Spinal muscular atrophy (SMA) is a rare, hereditary neuromuscular disorder. Newborns with infantile-onset SMA have extremely limited motor abilities and a short life expectancy. Nusinersen is the only approved treatment for SMA. The objective of this study is to develop a cost-effectiveness (CE) model to report the clinical benefits and cost-offsets of nusinersen in infantile-onset SMA (most likely to develop SMA Type I or II) from a United States (US) third-party payer perspective. A deterministic cost-effectiveness Markov model was constructed based on the ENDEAR trial, natural history data, and clinical opinions. Health states were consistent with infantile-onset SMA and based on the Hammersmith Infant Neurological Examination motor abilities scale. Disease management costs and utility values specific to the US were obtained from the literature. Life years (LYs), quality-adjusted life-years (QALYs), and incremental cost-effectiveness ratio (ICER) of nusinersen compared with standard of care (SOC) were reported. Over a lifetime horizon of 60 years, patients treated with nusinersen had an estimated incremental 2.22 discounted LYs compared to SOC (4.37 and 2.15, respectively), and 1.64 discounted QALYs (2.05 and 0.41, respectively).

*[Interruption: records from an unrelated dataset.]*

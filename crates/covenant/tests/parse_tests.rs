use covenant::{
    DiagnosticKind, IntegerLiteralKind, InvalidNumberLiteralKind, parse_expression, parse_program,
};
use pretty_assertions::assert_eq;

fn parse_diagnostics(source: &str) -> Vec<DiagnosticKind> {
    let output = parse_program(source);
    output
        .error
        .map(|error| error.diagnostics.into_iter().map(|d| d.kind).collect())
        .unwrap_or_default()
}

#[test]
fn valid_program_parses_cleanly() {
    let output = parse_program(
        "struct Token {
             pub var amount: Int
             init(amount: Int) {
                 self.amount = amount
             }
         }
         fun main(): Int {
             let token = Token(amount: 3)
             return token.amount
         }",
    );
    assert!(output.error.is_none());
    assert!(output.input_is_complete);
    assert_eq!(output.program.declarations.len(), 2);
}

#[test]
fn invalid_integer_literals_are_structured_errors() {
    let kinds = parse_diagnostics("let x = 0x_1");
    assert_eq!(
        kinds,
        vec![DiagnosticKind::InvalidIntegerLiteral {
            literal: "0x_1".to_string(),
            literal_kind: IntegerLiteralKind::Hex,
            invalid_kind: InvalidNumberLiteralKind::LeadingUnderscore,
        }]
    );

    let kinds = parse_diagnostics("let x = 0o7_");
    assert_eq!(
        kinds,
        vec![DiagnosticKind::InvalidIntegerLiteral {
            literal: "0o7_".to_string(),
            literal_kind: IntegerLiteralKind::Octal,
            invalid_kind: InvalidNumberLiteralKind::TrailingUnderscore,
        }]
    );

    let kinds = parse_diagnostics("let x = 0z9");
    assert_eq!(
        kinds,
        vec![DiagnosticKind::InvalidIntegerLiteral {
            literal: "0z9".to_string(),
            literal_kind: IntegerLiteralKind::Unknown,
            invalid_kind: InvalidNumberLiteralKind::UnknownPrefix,
        }]
    );
}

#[test]
fn juxtaposed_unary_operators_are_a_distinct_error() {
    let kinds = parse_diagnostics("let x = --1");
    assert!(kinds.contains(&DiagnosticKind::JuxtaposedUnaryOperators));

    let kinds = parse_diagnostics("let b = !!true");
    assert!(kinds.contains(&DiagnosticKind::JuxtaposedUnaryOperators));
}

#[test]
fn truncated_input_is_reported_as_incomplete() {
    let output = parse_program("fun main() {");
    assert!(!output.input_is_complete);
    assert!(output.error.is_some());

    let output = parse_program("let s = \"abc");
    assert!(!output.input_is_complete);

    // a complete but wrong program is NOT incomplete
    let output = parse_program("fun main() } {");
    assert!(output.input_is_complete);
    assert!(output.error.is_some());
}

#[test]
fn double_semicolons_are_rejected() {
    let kinds = parse_diagnostics("let a = 1;; let b = 2");
    assert!(kinds.iter().any(|kind| {
        matches!(kind, DiagnosticKind::Syntax { message } if message.contains("extraneous"))
    }));

    // single separators are fine
    assert!(parse_program("let a = 1; let b = 2").error.is_none());
}

#[test]
fn optional_reference_types_are_a_parser_error() {
    let kinds = parse_diagnostics("fun f(_ x: &Int?) { }");
    assert!(kinds.iter().any(|kind| {
        matches!(kind, DiagnosticKind::Syntax { message } if message.contains("optional reference"))
    }));
}

#[test]
fn parse_expression_for_repl_inputs() {
    assert!(parse_expression("1 + 2 * 3").is_ok());
    assert!(parse_expression("xs[0]?.name ?? \"anon\"").is_ok());
    assert!(parse_expression("1 +").is_err());
    assert!(parse_expression("1 2").is_err());
}

#[test]
fn nil_coalescing_binds_looser_than_the_conditional() {
    use covenant::ast::{BinaryOperator, ExpressionKind};

    let expression = parse_expression("a ?? b ? c : d").unwrap();
    let ExpressionKind::Binary { operator, right, .. } = &expression.kind else {
        panic!("expected a binary expression, got {:?}", expression.kind);
    };
    assert_eq!(*operator, BinaryOperator::NilCoalesce);
    assert!(matches!(right.kind, ExpressionKind::Conditional { .. }));
}

#[test]
fn multiplication_binds_tighter_than_addition() {
    use covenant::ast::{BinaryOperator, ExpressionKind};

    let expression = parse_expression("1 + 2 * 3").unwrap();
    let ExpressionKind::Binary { operator, right, .. } = &expression.kind else {
        panic!("expected a binary expression");
    };
    assert_eq!(*operator, BinaryOperator::Add);
    assert!(matches!(
        right.kind,
        ExpressionKind::Binary {
            operator: BinaryOperator::Multiply,
            ..
        }
    ));
}

#[test]
fn transfer_operators_are_distinguished() {
    use covenant::ast::{DeclarationKind, Transfer};

    let output = parse_program("let a = 1");
    let DeclarationKind::Variable(declaration) = &output.program.declarations[0].kind else {
        panic!("expected a variable declaration");
    };
    assert_eq!(declaration.transfer, Transfer::Copy);

    let output = parse_program("let a <- b");
    let DeclarationKind::Variable(declaration) = &output.program.declarations[0].kind else {
        panic!("expected a variable declaration");
    };
    assert_eq!(declaration.transfer, Transfer::Move);
}

#[test]
fn import_declarations_accept_strings_and_addresses() {
    use covenant::ast::{DeclarationKind, ImportLocation};

    let output = parse_program(r#"import "lib""#);
    assert!(output.error.is_none());
    let DeclarationKind::Import(import) = &output.program.declarations[0].kind else {
        panic!("expected an import");
    };
    assert_eq!(import.location, ImportLocation::String("lib".to_string()));
    assert!(import.identifiers.is_empty());

    let output = parse_program("import helper, other from 0x0102");
    assert!(output.error.is_none());
    let DeclarationKind::Import(import) = &output.program.declarations[0].kind else {
        panic!("expected an import");
    };
    assert_eq!(import.location, ImportLocation::Address(vec![1, 2]));
    assert_eq!(import.identifiers.as_slice(), ["helper".to_string(), "other".to_string()]);
}

#[test]
fn spans_cover_monotonically_increasing_offsets() {
    let output = parse_program("let a = 1\nlet b = 2\nfun main() { }");
    assert!(output.error.is_none());
    let mut last_start = 0;
    for declaration in &output.program.declarations {
        assert!(declaration.span.start.offset >= last_start);
        assert!(declaration.span.end.offset >= declaration.span.start.offset);
        last_start = declaration.span.start.offset;
    }
}

#[test]
fn event_declarations_parse_into_composites() {
    use covenant::ast::{CompositeKind, DeclarationKind};

    let output = parse_program("event Transfer(from: Int, to: Int)");
    assert!(output.error.is_none());
    let DeclarationKind::Composite(composite) = &output.program.declarations[0].kind else {
        panic!("expected a composite");
    };
    assert_eq!(composite.kind, CompositeKind::Event);
    assert_eq!(composite.members.special_functions.len(), 1);
    assert_eq!(composite.members.special_functions[0].parameters.len(), 2);
}
//! Expression nodes.
//!
//! Nested expressions are `Rc`-shared rather than boxed: the interpreter's
//! trampoline captures sub-expressions in `'static` continuations, and an
//! `Rc` clone is the cheapest owned handle that allows that without copying
//! subtrees.

use std::rc::Rc;

use num_bigint::BigInt;
use serde::{Deserialize, Serialize};
use smallvec::SmallVec;

use crate::{
    ast::ty::TypeAnnotation,
    diagnostics::IntegerLiteralKind,
    position::{NodeId, Span},
};

/// An expression with its identity and source range.
#[derive(Debug, Clone, PartialEq, Serialize, Deserialize)]
pub struct Expression {
    pub id: NodeId,
    pub span: Span,
    pub kind: ExpressionKind,
}

/// One argument of an invocation, optionally labeled.
#[derive(Debug, Clone, PartialEq, Serialize, Deserialize)]
pub struct Argument {
    pub label: Option<String>,
    pub value: Rc<Expression>,
    pub span: Span,
}

/// One `key: value` entry of a dictionary literal, in source order.
#[derive(Debug, Clone, PartialEq, Serialize, Deserialize)]
pub struct DictionaryEntry {
    pub key: Rc<Expression>,
    pub value: Rc<Expression>,
}

/// Prefix operators.
#[derive(Debug, Clone, Copy, PartialEq, Eq, Serialize, Deserialize)]
pub enum UnaryOperator {
    Negate,
    Not,
    /// `<-e`: moves a resource out of its current holder.
    Move,
}

/// Infix operators. `And`/`Or` short-circuit, `NilCoalesce` evaluates its
/// right side only when the left is nil.
#[derive(Debug, Clone, Copy, PartialEq, Eq, Serialize, Deserialize)]
pub enum BinaryOperator {
    Add,
    Subtract,
    Multiply,
    Divide,
    Remainder,
    Less,
    LessEqual,
    Greater,
    GreaterEqual,
    Equal,
    NotEqual,
    And,
    Or,
    Concat,
    NilCoalesce,
}

#[derive(Debug, Clone, PartialEq, Serialize, Deserialize)]
pub enum ExpressionKind {
    BoolLiteral(bool),
    /// An integer literal keeps its radix so address literals and
    /// diagnostics can reproduce the source form.
    IntegerLiteral {
        value: BigInt,
        literal_kind: IntegerLiteralKind,
    },
    FixedPointLiteral {
        integer: BigInt,
        fractional: BigInt,
        scale: u32,
    },
    StringLiteral(String),
    NilLiteral,
    Identifier(String),
    Array(Vec<Rc<Expression>>),
    Dictionary(Vec<DictionaryEntry>),
    Index {
        target: Rc<Expression>,
        index: Rc<Expression>,
    },
    /// `e.name` or, with `optional` set, `e?.name`.
    Member {
        target: Rc<Expression>,
        optional: bool,
        name: String,
        name_span: Span,
    },
    Invocation {
        invoked: Rc<Expression>,
        arguments: SmallVec<[Argument; 4]>,
    },
    Unary {
        operator: UnaryOperator,
        operand: Rc<Expression>,
    },
    Binary {
        operator: BinaryOperator,
        left: Rc<Expression>,
        right: Rc<Expression>,
    },
    /// `test ? then : otherwise`
    Conditional {
        test: Rc<Expression>,
        then: Rc<Expression>,
        otherwise: Rc<Expression>,
    },
    /// `e as T` (static up-cast) or `e as? T` (failable down-cast).
    Cast {
        operand: Rc<Expression>,
        failable: bool,
        ty: TypeAnnotation,
    },
    /// `&e as T`: a reference into keyed storage.
    Reference {
        operand: Rc<Expression>,
        ty: TypeAnnotation,
    },
    /// `create T(...)`, the unique introduction of a resource.
    Create(Rc<Expression>),
    /// `destroy e`, the unique elimination of a resource outside moves.
    Destroy(Rc<Expression>),
    /// An anonymous function.
    Function(Rc<super::decl::FunctionExpression>),
}

impl Expression {
    /// True when the node can be the target of an assignment or swap side.
    #[must_use]
    pub fn is_assignment_target(&self) -> bool {
        matches!(
            self.kind,
            ExpressionKind::Identifier(_) | ExpressionKind::Index { .. } | ExpressionKind::Member { .. }
        )
    }
}
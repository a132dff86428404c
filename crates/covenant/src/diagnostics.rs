//! Structured diagnostics accumulated by the lexer, parser, and checker.
//!
//! Diagnostics are the non-fatal error family: stages collect as many as
//! they can before giving up, and the embedder receives them as a batch.
//! Runtime errors are a separate family, see `interpreter::errors`.

use std::fmt;

use serde::{Deserialize, Serialize};
use strum::{Display, EnumString, IntoStaticStr};

use crate::position::Span;

/// The radix family an integer literal was written in.
#[derive(Debug, Clone, Copy, PartialEq, Eq, Display, EnumString, IntoStaticStr, Serialize, Deserialize)]
#[strum(serialize_all = "lowercase")]
pub enum IntegerLiteralKind {
    Decimal,
    Hex,
    Octal,
    Binary,
    /// A prefix that looks like a radix marker but is not one of `0x`/`0o`/`0b`.
    Unknown,
}

/// What exactly is wrong with a rejected number literal.
#[derive(Debug, Clone, Copy, PartialEq, Eq, Display, EnumString, IntoStaticStr, Serialize, Deserialize)]
pub enum InvalidNumberLiteralKind {
    #[strum(serialize = "leading underscore")]
    LeadingUnderscore,
    #[strum(serialize = "trailing underscore")]
    TrailingUnderscore,
    #[strum(serialize = "unknown prefix")]
    UnknownPrefix,
}

/// A single diagnostic with its source range.
#[derive(Debug, Clone, PartialEq, Eq, Serialize, Deserialize)]
pub struct Diagnostic {
    pub kind: DiagnosticKind,
    pub span: Span,
}

impl Diagnostic {
    pub const fn new(kind: DiagnosticKind, span: Span) -> Self {
        Self { kind, span }
    }
}

impl fmt::Display for Diagnostic {
    fn fmt(&self, f: &mut fmt::Formatter<'_>) -> fmt::Result {
        write!(f, "{}: {}", self.span, self.kind)
    }
}

/// Every diagnostic the front end can produce.
///
/// Type names inside payloads are pre-rendered strings: diagnostics outlive
/// the checker's type tables and must stay cheaply serializable.
#[derive(Debug, Clone, PartialEq, Eq, Serialize, Deserialize)]
pub enum DiagnosticKind {
    // --- lexer / parser ---
    Syntax { message: String },
    InvalidIntegerLiteral {
        literal: String,
        literal_kind: IntegerLiteralKind,
        invalid_kind: InvalidNumberLiteralKind,
    },
    JuxtaposedUnaryOperators,

    // --- checker: names and access ---
    NotDeclared { name: String },
    Redeclaration { name: String },
    AccessViolation { name: String },
    AssignmentToConstant { name: String },

    // --- checker: types ---
    TypeMismatch { expected: String, actual: String },
    NotCallable { ty: String },
    ArgumentCountMismatch { expected: usize, actual: usize },
    ArgumentLabelMismatch { expected: String, actual: String },
    InvalidCast { from: String, to: String },
    IntegerLiteralOutOfRange { ty: String },
    InvalidOptionalBinding { ty: String },
    RestrictionNotInterface { name: String },
    InvalidEmit { ty: String },
    InvalidDestroy { ty: String },
    InvalidConditionBefore,

    // --- checker: composites ---
    InterfaceNonConformance {
        composite: String,
        interface: String,
        missing: String,
    },
    MissingInitializer { composite: String },
    FieldNotInitialized { composite: String, field: String },

    // --- checker: resources ---
    ResourceLoss { name: String },
    ResourceUseAfterInvalidation { name: String },
    MissingMoveOperation,
    InvalidMoveOperation,
    MissingCreate,
    InvalidResourceCopy,
    InvalidResourceIndexRead,
    UnhandledResource,
    ResourceAnnotationMismatch { ty: String, annotated: bool },

    // --- checker: control flow ---
    UnreachableStatement,
    ReturnOutsideFunction,
    ControlOutsideLoop,
}

impl DiagnosticKind {
    /// Whether this diagnostic rejects the program or merely warns.
    /// Unreachable statements are reported but do not fail the check.
    #[must_use]
    pub fn is_error(&self) -> bool {
        !matches!(self, Self::UnreachableStatement)
    }
}

impl fmt::Display for DiagnosticKind {
    fn fmt(&self, f: &mut fmt::Formatter<'_>) -> fmt::Result {
        match self {
            Self::Syntax { message } => write!(f, "{message}"),
            Self::InvalidIntegerLiteral {
                literal,
                literal_kind,
                invalid_kind,
            } => {
                write!(f, "invalid {literal_kind} integer literal `{literal}`: {invalid_kind}")
            }
            Self::JuxtaposedUnaryOperators => {
                write!(f, "unary operators must not be juxtaposed")
            }
            Self::NotDeclared { name } => write!(f, "cannot find `{name}` in this scope"),
            Self::Redeclaration { name } => write!(f, "`{name}` is already declared in this scope"),
            Self::AccessViolation { name } => write!(f, "access to `{name}` is not permitted here"),
            Self::AssignmentToConstant { name } => {
                write!(f, "cannot assign to constant `{name}`")
            }
            Self::TypeMismatch { expected, actual } => {
                write!(f, "mismatched types: expected `{expected}`, found `{actual}`")
            }
            Self::NotCallable { ty } => write!(f, "value of type `{ty}` is not callable"),
            Self::ArgumentCountMismatch { expected, actual } => {
                write!(f, "expected {expected} argument(s), found {actual}")
            }
            Self::ArgumentLabelMismatch { expected, actual } => {
                write!(f, "incorrect argument label: expected `{expected}`, found `{actual}`")
            }
            Self::InvalidCast { from, to } => {
                write!(f, "cannot cast value of type `{from}` to `{to}`")
            }
            Self::IntegerLiteralOutOfRange { ty } => {
                write!(f, "integer literal is out of range for `{ty}`")
            }
            Self::InvalidOptionalBinding { ty } => {
                write!(f, "conditional binding requires an optional, found `{ty}`")
            }
            Self::RestrictionNotInterface { name } => {
                write!(f, "restriction `{name}` is not an interface")
            }
            Self::InvalidEmit { ty } => write!(f, "`emit` requires an event, found `{ty}`"),
            Self::InvalidDestroy { ty } => {
                write!(f, "`destroy` requires a resource, found `{ty}`")
            }
            Self::InvalidConditionBefore => {
                write!(f, "`before` is only permitted inside post-conditions")
            }
            Self::InterfaceNonConformance {
                composite,
                interface,
                missing,
            } => {
                write!(f, "`{composite}` does not conform to `{interface}`: missing {missing}")
            }
            Self::MissingInitializer { composite } => {
                write!(f, "composite `{composite}` is missing an initializer")
            }
            Self::FieldNotInitialized { composite, field } => {
                write!(f, "initializer of `{composite}` does not assign field `{field}`")
            }
            Self::ResourceLoss { name } => {
                write!(f, "resource `{name}` goes out of scope without being moved or destroyed")
            }
            Self::ResourceUseAfterInvalidation { name } => {
                write!(f, "resource `{name}` is used after it was moved or destroyed")
            }
            Self::MissingMoveOperation => {
                write!(f, "resource values must be transferred with the move operator `<-`")
            }
            Self::InvalidMoveOperation => {
                write!(f, "the move operator `<-` is only valid for resource values")
            }
            Self::MissingCreate => {
                write!(f, "resources can only be instantiated inside a `create` expression")
            }
            Self::UnhandledResource => {
                write!(f, "resource value is neither moved, destroyed, nor bound")
            }
            Self::ResourceAnnotationMismatch { ty, annotated } => {
                if *annotated {
                    write!(f, "`@` is only valid on resource types, `{ty}` is not a resource")
                } else {
                    write!(f, "resource type `{ty}` must be annotated with `@`")
                }
            }
            Self::InvalidResourceCopy => {
                write!(f, "resource values cannot be copied")
            }
            Self::InvalidResourceIndexRead => {
                write!(f, "resources inside containers cannot be read by index; use a swap")
            }
            Self::UnreachableStatement => write!(f, "unreachable statement"),
            Self::ReturnOutsideFunction => write!(f, "`return` outside of a function"),
            Self::ControlOutsideLoop => {
                write!(f, "`break` and `continue` are only permitted inside loops")
            }
        }
    }
}

/// Aggregate of all parser-stage diagnostics for one source.
///
/// The parser recovers past localized errors where it can, so one parse
/// can surface several entries.
#[derive(Debug, Clone, PartialEq, Eq, Serialize, Deserialize)]
pub struct ParserError {
    pub diagnostics: Vec<Diagnostic>,
}

impl fmt::Display for ParserError {
    fn fmt(&self, f: &mut fmt::Formatter<'_>) -> fmt::Result {
        let mut first = true;
        for d in &self.diagnostics {
            if !first {
                writeln!(f)?;
            }
            write!(f, "{d}")?;
            first = false;
        }
        Ok(())
    }
}

impl std::error::Error for ParserError {}

/// Ordered collection of diagnostics built up by the checker.
#[derive(Debug, Clone, Default, PartialEq, Eq, Serialize, Deserialize)]
pub struct Diagnostics {
    entries: Vec<Diagnostic>,
}

impl Diagnostics {
    #[must_use]
    pub fn new() -> Self {
        Self::default()
    }

    pub fn report(&mut self, kind: DiagnosticKind, span: Span) {
        self.entries.push(Diagnostic::new(kind, span));
    }

    pub fn extend(&mut self, other: Self) {
        self.entries.extend(other.entries);
    }

    #[must_use]
    pub fn is_empty(&self) -> bool {
        self.entries.is_empty()
    }

    /// True when any entry is more than a warning.
    #[must_use]
    pub fn has_errors(&self) -> bool {
        self.entries.iter().any(|d| d.kind.is_error())
    }

    #[must_use]
    pub fn len(&self) -> usize {
        self.entries.len()
    }

    #[must_use]
    pub fn entries(&self) -> &[Diagnostic] {
        &self.entries
    }

    pub fn iter(&self) -> impl Iterator<Item = &Diagnostic> {
        self.entries.iter()
    }

    #[must_use]
    pub fn into_entries(self) -> Vec<Diagnostic> {
        self.entries
    }
}

impl fmt::Display for Diagnostics {
    fn fmt(&self, f: &mut fmt::Formatter<'_>) -> fmt::Result {
        let mut first = true;
        for d in &self.entries {
            if !first {
                writeln!(f)?;
            }
            write!(f, "{d}")?;
            first = false;
        }
        Ok(())
    }
}
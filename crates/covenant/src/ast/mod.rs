//! The untyped program tree produced by the parser.

pub mod decl;
pub mod expr;
pub mod stmt;
pub mod ty;

pub use decl::{
    Access, CompositeDeclaration, CompositeKind, Condition, Declaration, DeclarationKind, FieldDeclaration,
    FunctionBlock, FunctionDeclaration, FunctionExpression, ImportDeclaration, ImportLocation, InterfaceDeclaration,
    Members, Parameter, Program, SpecialFunctionDeclaration, SpecialFunctionKind, TransactionDeclaration,
};
pub use expr::{Argument, BinaryOperator, DictionaryEntry, Expression, ExpressionKind, UnaryOperator};
pub use stmt::{Block, ElseBranch, IfTest, Statement, StatementKind, Transfer, VariableDeclaration};
pub use ty::{NominalType, TypeAnnotation, TypeExpression, TypeExpressionKind};
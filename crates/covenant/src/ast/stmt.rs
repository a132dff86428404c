//! Statement and block nodes.

use std::rc::Rc;

use serde::{Deserialize, Serialize};

use crate::{
    ast::{decl::Access, expr::Expression, ty::TypeAnnotation},
    position::{NodeId, Span},
};

/// The syntactic marker distinguishing copy from move at a binding or
/// assignment site. Distinguished at parse time because it participates
/// in the checker's resource analysis.
#[derive(Debug, Clone, Copy, PartialEq, Eq, Serialize, Deserialize)]
pub enum Transfer {
    /// `=`
    Copy,
    /// `<-`
    Move,
}

/// A braced sequence of statements.
#[derive(Debug, Clone, PartialEq, Serialize, Deserialize)]
pub struct Block {
    pub span: Span,
    pub statements: Vec<Rc<Statement>>,
}

/// A `let` or `var` declaration, also usable as the test of an `if`.
#[derive(Debug, Clone, PartialEq, Serialize, Deserialize)]
pub struct VariableDeclaration {
    pub id: NodeId,
    pub span: Span,
    /// Only meaningful for top-level and composite-member declarations;
    /// local declarations always carry [`Access::NotSpecified`].
    pub access: Access,
    pub is_constant: bool,
    pub name: String,
    pub name_span: Span,
    pub type_annotation: Option<TypeAnnotation>,
    pub transfer: Transfer,
    pub value: Rc<Expression>,
}

/// The test of an `if`: a plain expression, or a variable declaration
/// that conditionally binds the unwrapped value of an optional.
#[derive(Debug, Clone, PartialEq, Serialize, Deserialize)]
pub enum IfTest {
    Expression(Rc<Expression>),
    Declaration(Rc<VariableDeclaration>),
}

/// What follows the `else` keyword.
#[derive(Debug, Clone, PartialEq, Serialize, Deserialize)]
pub enum ElseBranch {
    Block(Rc<Block>),
    /// An `else if ...` chain; the statement is always an `If`.
    If(Rc<Statement>),
}

#[derive(Debug, Clone, PartialEq, Serialize, Deserialize)]
pub struct Statement {
    pub id: NodeId,
    pub span: Span,
    pub kind: StatementKind,
}

#[derive(Debug, Clone, PartialEq, Serialize, Deserialize)]
pub enum StatementKind {
    Block(Rc<Block>),
    Expression(Rc<Expression>),
    Return {
        value: Option<Rc<Expression>>,
    },
    Break,
    Continue,
    If {
        test: IfTest,
        then: Rc<Block>,
        otherwise: Option<ElseBranch>,
    },
    While {
        test: Rc<Expression>,
        block: Rc<Block>,
    },
    VariableDeclaration(Rc<VariableDeclaration>),
    Assignment {
        target: Rc<Expression>,
        transfer: Transfer,
        value: Rc<Expression>,
    },
    /// `left <-> right`
    Swap {
        left: Rc<Expression>,
        right: Rc<Expression>,
    },
    /// `emit E(...)`; the expression is always an invocation.
    Emit(Rc<Expression>),
}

While the ICER of nusinersen versus SOC exceeded $500,000/QALY threshold for orphan drugs, the estimated incremental cost offset of direct disease management was $175,772 for patients treated with nusinersen versus SOC who had not achieved any milestones. Additionally, nusinersen compared to SOC resulted in an estimated higher proportion of patients achieving motor milestones of sitting, standing or walking with assistance (42.8% versus 3.3%) and walking unaided (21.8% versus 0%). Compared with SOC, infantile-onset patients treated with nusinersen are estimated to live longer with less disease burden than patients who received SOC. It is important to consider the clinical benefits and overall survival when assessing the value of a rare-disease treatment in order to inform clinical practice.